Lessons From My Ex-Boyfriends and Other Adventurous Episodes
• Men and women are not equal, but we are equivalent. We have different (not inadequate) ways of communicating what we need and want.
• The truth is always used to sell the lie.
• Con artists tend to talk a lot. Overly chatty people are either lying to you or themselves.
• Never date a man that won’t show you his ID or driver’s license.
• Even romantic relationships are about power. They move forward best when both people are on equal footing.

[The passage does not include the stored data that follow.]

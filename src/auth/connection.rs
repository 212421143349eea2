//! Persisted connection configuration
//!
//! Owned by the connection-setup collaborator (the CLI here); the session
//! core only reads it, to replay login during scheduled token renewal.

use std::fs;
use std::path::{Path, PathBuf};

use anyhow::{Context, Result};
use serde::{Deserialize, Serialize};

const CONNECTION_FILE: &str = "connection_config.json";

/// Connection record with the plaintext login credentials
#[derive(Debug, Clone, Serialize, Deserialize)]
pub struct ConnectionConfig {
    #[serde(rename = "loginName")]
    pub login_name: String,

    #[serde(rename = "loginPassword")]
    pub login_password: String,

    /// Server address the credentials belong to
    #[serde(rename = "serverUrl", default, skip_serializing_if = "Option::is_none")]
    pub server_url: Option<String>,
}

impl ConnectionConfig {
    /// Load the record from the data directory.
    ///
    /// A missing record is an error at this level; callers that can proceed
    /// without one (the renewal path) log and abort instead.
    pub fn load(dir: &Path) -> Result<Self> {
        let path = config_path(dir);
        let data = fs::read_to_string(&path)
            .with_context(|| format!("No connection credentials at {}", path.display()))?;
        serde_json::from_str(&data).context("Failed to parse connection config")
    }

    /// Persist the record with user-only permissions
    pub fn save(&self, dir: &Path) -> Result<()> {
        fs::create_dir_all(dir).context("Failed to create data directory")?;

        let path = config_path(dir);
        let data = serde_json::to_string_pretty(self)
            .context("Failed to serialize connection config")?;
        fs::write(&path, data).context("Failed to write connection config")?;

        #[cfg(unix)]
        {
            use std::os::unix::fs::PermissionsExt;
            let mut perms = fs::metadata(&path)?.permissions();
            perms.set_mode(0o600);
            fs::set_permissions(&path, perms)?;
        }

        Ok(())
    }
}

fn config_path(dir: &Path) -> PathBuf {
    dir.join(CONNECTION_FILE)
}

• We are all dating the same man! Despite how loving and different they appear during courtship, there remains one indisputable fact: most (not all) men will eventually reveal themselves to be powerfully self-centered and/or emotionally under-developed. I have found that women who seek romantic love relationships with men – be the women Muslim, Christian, Hindu, Yoruba, Atheist, bohemian, corporate, Black, Latina, Asian, White, under and over 30, big-boned, slim, sweet or tart – have this same problem with men. It’s best to resolve that the depth of a man’s ego is unfathomable. We should stop trying to figure them out because it is never going to make sense how deftly he disregards your once cherished feelings. And if you think that your man is different, please go gather more gems for your crown.
So cheers to the next forty years! And here’s one parting gem that is sure to bring you a sigh of relief:
“Don’t take anything personally. Nothing others do is because of you. What others say and do is a projection of their own reality, their own dream. When you are immune to the opinions and actions of others, you won’t be the victim of needless suffering.”
– Don Miguel Ruiz (author of “Four Agreements”).